Thompson, the vineyard manager at Martha Clara, values this aspect in regard to his own health, the health of his employees and the vineyard’s neighbors. “If I can do something to make things a little better for everyone in the world, why wouldn’t I do that?” he says, admitting that it might mean a paradigm shift in vineyard aesthetics. “It’s not going to look like a golf course,” he says, “but we’re not playing golf. Vineyards must maintain an “eco-zone” of native plantings or undisturbed wild area. And, in contrast to organic, biodynamic and most other ecolabels, the standards include hiring of local labor, enhanced vineyard worker training, a pledge toward assisting community causes, and collaboration with Cornell Cooperative Extension’s Family Health and Wellness program, which provides parenting education, nutrition and child care.

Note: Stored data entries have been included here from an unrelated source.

//! Pipeline orchestrator.
//!
//! Wires a recorded frame stream through the connection manager, fans the
//! decoded samples out to the detection engine and the durable-buffer
//! writer, pushes a status line every second, and runs the sync stage once
//! the stream ends.

use std::path::PathBuf;
use std::sync::Arc;
use std::time::{Duration, Instant};

use contracts::{epoch_ms, DeviceId, LinkState, PipelineConfig, RowStore, SyncProgressCallback};
use decoder::HeartRateArbiter;
use detection::DetectionEngine;
use link::{ConnectionManager, ReplayLink};
use observability::{
    record_buffer_depth, record_detection_window, record_heart_rate, record_link_state,
    SessionMetricsAggregator,
};
use storage::{spawn_writer, SqliteRowStore};
use sync_engine::{MockRemoteStore, SessionInfo, SyncEngine};
use tokio::sync::watch;
use tracing::{info, warn};

use super::SessionStats;
use crate::error::CliError;

/// Pipeline options assembled from configuration and CLI arguments
#[derive(Debug, Clone)]
pub struct PipelineOptions {
    /// Loaded pipeline configuration
    pub config: PipelineConfig,

    /// Recording that drives the session
    pub replay_path: Option<PathBuf>,

    /// Pacing between replayed frames
    pub replay_gap: Duration,

    /// Session timeout (None = run until the stream ends)
    pub timeout: Option<Duration>,

    /// Skip the sync stage
    pub skip_sync: bool,
}

/// Main pipeline orchestrator
pub struct Pipeline {
    options: PipelineOptions,
}

impl Pipeline {
    pub fn new(options: PipelineOptions) -> Self {
        Self { options }
    }

    /// Run one session to completion
    pub async fn run(self) -> Result<SessionStats, CliError> {
        let start = Instant::now();
        let config = &self.options.config;

        let replay_path = self.options.replay_path.as_ref().ok_or_else(|| {
            CliError::pipeline_execution(
                "no transport configured; provide --replay <recording.jsonl>",
            )
        })?;

        let store = open_store(&config.storage.db_path)?;

        let replay = ReplayLink::from_path(replay_path)?;
        let frames_replayed = replay.frame_count() as u64;
        info!(
            frames = frames_replayed,
            path = %replay_path.display(),
            "recording loaded"
        );

        let manager = ConnectionManager::new(
            replay.clone(),
            config.device.clone(),
            config.reconnect.clone(),
            config.buffer.channel_capacity,
        );

        // The replay link exposes a single fixed peripheral; connect to it
        // directly instead of scanning against the device name filter.
        manager.connect(&DeviceId::new("replay")).await?;
        record_link_state(state_label(LinkState::Connected));

        // Fan the decoded sample stream out to detection and storage. Each
        // consumer gets its own bounded channel; closing them is what lets
        // the downstream tasks finish.
        let samples = manager.samples();
        let (det_tx, det_rx) = async_channel::bounded(config.buffer.channel_capacity);
        let (sto_tx, sto_rx) = async_channel::bounded(config.buffer.channel_capacity);
        let (stop_tx, mut stop_rx) = watch::channel(false);
        let fanout = tokio::spawn(async move {
            loop {
                tokio::select! {
                    received = samples.recv() => match received {
                        Ok(event) => {
                            if det_tx.send(event.clone()).await.is_err() {
                                break;
                            }
                            if sto_tx.send(event).await.is_err() {
                                break;
                            }
                        }
                        Err(_) => break,
                    },
                    _ = stop_rx.changed() => break,
                }
            }
        });

        let writer = spawn_writer(sto_rx, store.clone(), config.buffer.clone());
        writer.start_recording();

        // Detection task: feed samples, analyze on the configured cadence,
        // publish snapshots for the status loop.
        let mut engine = DetectionEngine::new(&config.detection);
        let mut arbiter = HeartRateArbiter::new(config.device.ppi_enabled);
        let (snapshot_tx, snapshot_rx) = watch::channel((engine.snapshot(), None::<u16>));
        let analysis_interval = Duration::from_millis(config.detection.analysis_interval_ms);
        let detection = tokio::spawn(async move {
            let mut timer = tokio::time::interval(analysis_interval);
            timer.set_missed_tick_behavior(tokio::time::MissedTickBehavior::Delay);
            loop {
                tokio::select! {
                    received = det_rx.recv() => match received {
                        Ok(event) => {
                            arbiter.observe(&event.sample);
                            engine.observe(&event);
                        }
                        Err(_) => break,
                    },
                    _ = timer.tick() => {
                        engine.analyze(epoch_ms());
                        let snapshot = engine.snapshot();
                        record_detection_window(snapshot.cadence_hz, snapshot.is_walking);
                        let _ = snapshot_tx.send((snapshot, arbiter.displayed()));
                    }
                }
            }
            engine.analyze(epoch_ms());
            let _ = snapshot_tx.send((engine.snapshot(), arbiter.displayed()));
        });

        let play = replay.play(self.options.replay_gap);

        // Status loop, once per second until the stream ends or the timeout
        // fires.
        let mut aggregator = SessionMetricsAggregator::new();
        let mut state_watch = manager.state_watch();
        let mut status_timer = tokio::time::interval(Duration::from_secs(1));
        status_timer.set_missed_tick_behavior(tokio::time::MissedTickBehavior::Delay);
        let deadline = self.options.timeout.map(|t| tokio::time::Instant::now() + t);

        loop {
            tokio::select! {
                _ = status_timer.tick() => {
                    let (snapshot, heart_rate) = *snapshot_rx.borrow();
                    let counters = manager.counters();
                    let writer_stats = writer.stats();
                    if let Some(bpm) = heart_rate {
                        record_heart_rate(bpm);
                    }
                    record_buffer_depth(writer_stats.buffered);
                    aggregator.update(
                        snapshot.is_confirmed_walking,
                        snapshot.cadence_hz,
                        heart_rate,
                        snapshot.step_count,
                    );
                    aggregator.update_totals(
                        writer_stats.rows_flushed,
                        writer_stats.flush_failures,
                        counters.packets_total,
                        counters.disconnections,
                    );
                    info!(
                        elapsed_s = start.elapsed().as_secs(),
                        device = %config.device.name_filter,
                        heart_rate = ?heart_rate,
                        steps = snapshot.step_count,
                        walking = snapshot.is_confirmed_walking,
                        buffered = writer_stats.buffered,
                        "session status"
                    );
                }
                changed = state_watch.changed() => {
                    if changed.is_err() {
                        break;
                    }
                    let state = *state_watch.borrow();
                    record_link_state(state_label(state));
                    if state == LinkState::Disconnected {
                        info!("stream ended");
                        break;
                    }
                }
                _ = sleep_until_deadline(deadline) => {
                    warn!("session timeout reached, stopping");
                    break;
                }
            }
        }

        // Tear down in dependency order: link, fan-out, detection, writer.
        if manager.state() != LinkState::Disconnected {
            if let Err(e) = manager.disconnect().await {
                warn!(error = %e, "disconnect failed");
            }
        }
        let _ = play.await;
        let _ = stop_tx.send(true);
        let _ = fanout.await;
        let _ = detection.await;

        writer.stop_recording();
        let recording_flag = writer.recording_flag();
        let writer_stats = writer.join().await;

        let counters = manager.counters();
        let (detection_snapshot, heart_rate) = *snapshot_rx.borrow();
        aggregator.update_totals(
            writer_stats.rows_flushed,
            writer_stats.flush_failures,
            counters.packets_total,
            counters.disconnections,
        );

        // Sync stage. No remote backend is wired up yet, so the upload goes
        // to an in-memory remote; the paging, marking and rollback paths are
        // the same ones a real backend would exercise.
        let mut session_id = None;
        let mut rows_synced = None;
        if self.options.skip_sync {
            info!("sync stage skipped");
        } else {
            info!("starting sync against in-memory remote");
            let sync = SyncEngine::new(&config.sync, recording_flag);
            let remote = MockRemoteStore::new();
            let session = SessionInfo {
                device_name: config.device.name_filter.clone(),
                mode: config.device.mode,
                ppi_enabled: config.device.ppi_enabled,
            };
            let progress: SyncProgressCallback =
                Arc::new(|p| info!(progress = ?p, "sync progress"));
            match sync
                .sync(store.as_ref(), &remote, &session, Some(progress))
                .await
            {
                Ok(report) => {
                    session_id = report.session_id;
                    rows_synced = Some(report.rows_synced);
                }
                Err(e) => warn!(error = %e, "sync failed"),
            }
        }

        Ok(SessionStats {
            duration: start.elapsed(),
            frames_replayed,
            link: counters,
            writer: writer_stats,
            detection: detection_snapshot,
            heart_rate,
            session_id,
            rows_synced,
            metrics: aggregator,
        })
    }
}

async fn sleep_until_deadline(deadline: Option<tokio::time::Instant>) {
    match deadline {
        Some(at) => tokio::time::sleep_until(at).await,
        None => std::future::pending().await,
    }
}

fn open_store(db_path: &str) -> Result<Arc<dyn RowStore>, CliError> {
    let store = if db_path == ":memory:" {
        SqliteRowStore::open_in_memory()?
    } else {
        SqliteRowStore::open(db_path)?
    };
    Ok(Arc::new(store))
}

fn state_label(state: LinkState) -> &'static str {
    match state {
        LinkState::Disconnected => "disconnected",
        LinkState::Scanning => "scanning",
        LinkState::Connecting => "connecting",
        LinkState::Connected => "connected",
        LinkState::Reconnecting => "reconnecting",
    }
}
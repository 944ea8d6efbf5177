//! # Storage
//!
//! Durable buffering and local persistence: the merge-window buffer, the
//! single-writer flush task, and the SQLite / in-memory row stores.

mod buffer;
mod memory;
mod sqlite;
mod task;

pub use buffer::{DurableBuffer, FlushOutcome};
pub use memory::MemoryRowStore;
pub use sqlite::SqliteRowStore;
pub use task::{spawn_writer, WriterHandle, WriterStats, WriterStatsSnapshot};
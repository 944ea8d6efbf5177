//! CLI argument definitions using clap.

use anyhow::Result;
use clap::{Parser, Subcommand, ValueEnum};
use std::path::PathBuf;
use tracing_subscriber::{fmt, layer::SubscriberExt, util::SubscriberInitExt, EnvFilter, Layer};

/// Wear Syncer - wearable sensor telemetry pipeline
#[derive(Parser, Debug)]
#[command(
    name = "wear-syncer",
    author,
    version,
    about = "Wearable sensor telemetry pipeline",
    long_about = "Streams wearable sensor telemetry through decode, detection and \n\
                  durable buffering, then syncs recorded sessions in atomic batches.\n\n\
                  Sessions are driven from a recorded frame file; the decode, \n\
                  detection, storage and sync stages are identical to a live link."
)]
pub struct Cli {
    /// Increase logging verbosity (-v for debug, -vv for trace)
    #[arg(short, long, action = clap::ArgAction::Count, global = true, env = "WEAR_SYNCER_VERBOSE")]
    pub verbose: u8,

    /// Suppress all output except errors
    #[arg(short, long, global = true, conflicts_with = "verbose")]
    pub quiet: bool,

    /// Log output format
    #[arg(
        long,
        value_enum,
        default_value = "pretty",
        global = true,
        env = "WEAR_SYNCER_LOG_FORMAT"
    )]
    pub log_format: LogFormat,

    #[command(subcommand)]
    pub command: Commands,
}

impl Cli {
    /// Install the tracing subscriber implied by the global flags.
    pub fn init_logging(&self) -> Result<()> {
        let filter = if self.quiet {
            EnvFilter::new("warn")
        } else {
            let default_level = match self.verbose {
                0 => "info",
                1 => "debug",
                _ => "trace",
            };
            EnvFilter::try_from_default_env().unwrap_or_else(|_| EnvFilter::new(default_level))
        };

        let fmt_layer = match self.log_format {
            LogFormat::Json => fmt::layer()
                .json()
                .with_target(true)
                .with_file(true)
                .with_line_number(true)
                .boxed(),
            LogFormat::Pretty => fmt::layer().pretty().boxed(),
            LogFormat::Compact => fmt::layer().compact().boxed(),
        };

        tracing_subscriber::registry()
            .with(filter)
            .with(fmt_layer)
            .try_init()
            .map_err(|e| anyhow::anyhow!("Failed to initialize logging: {}", e))?;

        Ok(())
    }
}

/// Available CLI commands
#[derive(Subcommand, Debug)]
pub enum Commands {
    /// Run a recording session through the pipeline
    Run(RunArgs),

    /// Validate configuration file without running
    Validate(ValidateArgs),

    /// Display configuration information
    Info(InfoArgs),
}

/// Arguments for the `run` command
#[derive(Parser, Debug, Clone)]
pub struct RunArgs {
    /// Path to configuration file (TOML or JSON)
    #[arg(
        short,
        long,
        default_value = "pipeline.toml",
        env = "WEAR_SYNCER_CONFIG"
    )]
    pub config: PathBuf,

    /// Recorded frame file (JSON lines) that drives the session
    #[arg(short, long, env = "WEAR_SYNCER_REPLAY")]
    pub replay: Option<PathBuf>,

    /// Delay between replayed frames, milliseconds
    #[arg(long, default_value = "20", env = "WEAR_SYNCER_REPLAY_GAP_MS")]
    pub replay_gap_ms: u64,

    /// Override the device name filter from configuration
    #[arg(long, env = "WEAR_SYNCER_DEVICE")]
    pub device: Option<String>,

    /// Override the local database path from configuration
    #[arg(long, env = "WEAR_SYNCER_DB")]
    pub db: Option<PathBuf>,

    /// Session timeout in seconds (0 = run until the stream ends)
    #[arg(long, default_value = "0", env = "WEAR_SYNCER_TIMEOUT")]
    pub timeout: u64,

    /// Skip the sync stage after the session ends
    #[arg(long)]
    pub skip_sync: bool,

    /// Validate configuration and exit without running
    #[arg(long)]
    pub dry_run: bool,

    /// Metrics server port (0 = disabled)
    #[arg(long, default_value = "9000", env = "WEAR_SYNCER_METRICS_PORT")]
    pub metrics_port: u16,
}

/// Arguments for the `validate` command
#[derive(Parser, Debug)]
pub struct ValidateArgs {
    /// Path to configuration file to validate
    #[arg(short, long, default_value = "pipeline.toml")]
    pub config: PathBuf,

    /// Output validation result as JSON
    #[arg(long)]
    pub json: bool,
}

/// Arguments for the `info` command
#[derive(Parser, Debug)]
pub struct InfoArgs {
    /// Path to configuration file
    #[arg(short, long, default_value = "pipeline.toml")]
    pub config: PathBuf,

    /// Output as JSON
    #[arg(long)]
    pub json: bool,
}

/// Log output format
#[derive(ValueEnum, Clone, Debug, Default)]
pub enum LogFormat {
    /// JSON structured logging
    Json,
    /// Human-readable pretty format
    #[default]
    Pretty,
    /// Compact single-line format
    Compact,
}
//! Fixed-capacity circular sample buffer.
//!
//! Capacity rounds up to the next power of two of `rate * window`; once the
//! write index first wraps the buffer stays full, overwriting oldest-first.

use ringbuf::{
    traits::{Consumer, Observer, RingBuffer},
    HeapRb,
};

pub struct CircularSampleBuffer {
    rb: HeapRb<f32>,
}

impl std::fmt::Debug for CircularSampleBuffer {
    fn fmt(&self, f: &mut std::fmt::Formatter<'_>) -> std::fmt::Result {
        f.debug_struct("CircularSampleBuffer")
            .field("capacity", &self.capacity())
            .field("len", &self.len())
            .finish()
    }
}

impl CircularSampleBuffer {
    /// Capacity = next power of two >= `sample_rate_hz * window_seconds`.
    pub fn for_window(sample_rate_hz: f32, window_seconds: f32) -> Self {
        let wanted = (sample_rate_hz * window_seconds).ceil().max(1.0) as usize;
        Self::with_capacity(wanted.next_power_of_two())
    }

    pub fn with_capacity(capacity: usize) -> Self {
        Self {
            rb: HeapRb::new(capacity.max(1)),
        }
    }

    /// Append one sample, overwriting the oldest when full.
    pub fn push(&mut self, value: f32) {
        self.rb.push_overwrite(value);
    }

    pub fn len(&self) -> usize {
        self.rb.occupied_len()
    }

    pub fn is_empty(&self) -> bool {
        self.rb.is_empty()
    }

    pub fn capacity(&self) -> usize {
        self.rb.capacity().get()
    }

    /// Set once the write index first wraps; never clears while pushing.
    pub fn is_filled(&self) -> bool {
        self.len() == self.capacity()
    }

    /// Contents oldest-first.
    pub fn snapshot(&self) -> Vec<f32> {
        self.rb.iter().copied().collect()
    }

    pub fn clear(&mut self) {
        self.rb.clear();
    }
}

The next step is getting the word out—perhaps a logo on the label—but for now, the standards and all certified wineries are listed at lisustainablewine.org. Olsen-Harbich says many local farmers–whether wine growers or vegetable growers–currently operate this way, but they aren’t getting credit for it, while other growers didn’t know about how to do it. Based on the experience of third party certification programs elsewhere, he’s also confident the standards “will lead to better and more distinctive wines,” as members pay more attention to their vines and their surroundings, and share information with each other. Looking ahead Olsen-Harbich says “I see less runoff into our bays and aquifer, and more wild areas on farms. I see a thriving industry that will grow and create pleasant working conditions, a happy place to raise families and have them stay here and become part of this area.”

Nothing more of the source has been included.